The cement-based slurry remains to set up and form a permanent underground
cut-off wall to control groundwater movement.
Slurry walls are used in waste management to control
the flow of groundwater at contaminated sites. One of the earliest
uses of slurry walls in EPA’s Superfund program was at Brodhead
Creek in Stroudsburg, Pennsylvania. The 12-acre (4.9 ha) site is
the location of a former coal gasification plant. In 1981, EPA took
steps to stop the seepage of coal tar from the site into the creek
by constructing an underground cement-bentonite slurry wall. The
slurry wall was installed between the toxic coal tar deposits and
the creek. The 12-inch (30mm) wide, 638-foot (194-m) long trenched
wall ranged in depth from 18 to 23 feet (5.5-7m).

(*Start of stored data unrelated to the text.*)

//! provides logging helpers

use std::path::Path;

use thiserror::Error;
pub use tracing_appender::non_blocking::WorkerGuard;
use tracing_appender::rolling::RollingFileAppender;
use tracing_appender::rolling::Rotation;
use tracing_subscriber::filter::{self};
use tracing_subscriber::fmt::layer;
use tracing_subscriber::prelude::*;
use tracing_subscriber::registry;

#[derive(Error, Debug)]
pub enum LoggingError {
    #[error("Log path `{0}` has no file name")]
    NoFileName(String),

    #[error("Failed to create rolling file appender: {0}")]
    Appender(#[from] tracing_appender::rolling::InitError),
}

fn env_filter() -> filter::EnvFilter {
    filter::EnvFilter::builder()
        .with_default_directive(filter::LevelFilter::INFO.into())
        .from_env_lossy()
}

/// initiate the global tracing subscriber
pub fn init() {
    let fmt_layer = layer()
        .with_writer(std::io::stderr)
        .with_target(true)
        .with_filter(env_filter());

    registry().with(fmt_layer).init();
}

/// initiate the global tracing subscriber, mirroring every event into a
/// daily rotated file next to `log_path`
///
/// The returned guard must be held for as long as file output is wanted.
pub fn init_with_file(log_path: &Path) -> Result<WorkerGuard, LoggingError> {
    let file = log_path
        .file_name()
        .and_then(|name| name.to_str())
        .ok_or_else(|| LoggingError::NoFileName(log_path.display().to_string()))?;
    let dir = log_path
        .parent()
        .filter(|p| !p.as_os_str().is_empty())
        .unwrap_or(Path::new("."));

    let appender = RollingFileAppender::builder()
        .rotation(Rotation::DAILY)
        .filename_prefix(file)
        .max_log_files(3)
        .build(dir)?;

    let (file_writer, file_guard) = tracing_appender::non_blocking(appender);

    let stderr_layer = layer()
        .with_writer(std::io::stderr)
        .with_target(true)
        .with_filter(env_filter());

    let file_layer = layer()
        .with_writer(file_writer)
        .with_ansi(false)
        .with_filter(env_filter());

    registry().with(stderr_layer).with(file_layer).init();
    Ok(file_guard)
}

Although some coal tar as source material of contamination
was pumped from the site, EPA determined that complete removal of
the residual coal tar would be technically unworkable due to site-specific
constraints. Both the first 5-year review (1999) and second 5-year
review (2004) of the remedy completed by EPA indicated that the
remedy including the slurry wall continues to be protective of human
health and the environment. More.
Use of Cement-Bentonite
Slurry Wall in the Closure of an Oil Refinery Sludge Basin
 Work
was completed in early 1992 to close a 5.5 acre (2.2ha) stormwater
sludge basin for an oil refinery company. The basin, which had served
as a stormwater collection and settling pond for over 40 years,
contained oily sludge with concentrations of hazardous constituents
including metals and organic compounds. The closure plan included
two portland cement applications; (a) installation of a cement-bentonite
slurry wall and jet grouting to contain the site and (b) solidification/stabilization
treatment of the basin’s contents.
The most important properties of slurry walls are low permeability
and compatibility with site conditions including groundwater. Both
soil-bentonite (SB) and cement-bentonite (CB) slurry mix designs
were tested. Testing indicated that both material mix designs SB
and CB were compatible with the site’s groundwater. Permeability
tests were performed on both SB and CB trial mixtures using the
site’s groundwater as the leachate. In general the CB mix
produced an initial permeability on 1X10-6cm/sec which
gradually decreased as the CB continued to cure. Soil-bentonite
trial mixes generally produced permeabilities in the range of 1X10-7cm/sec
but held steady for the three pore volume duration of the test.
Both mix designs were determined to be acceptable. The SB mix design
required considerable more material handling, mixing and clean-up
compared to a CB mix design.
Cement-bentonite was selected for its acceptable permeability at
initial installation and demonstrated decrease in permeability during
extended cure, compatibility with site groundwater, and cost.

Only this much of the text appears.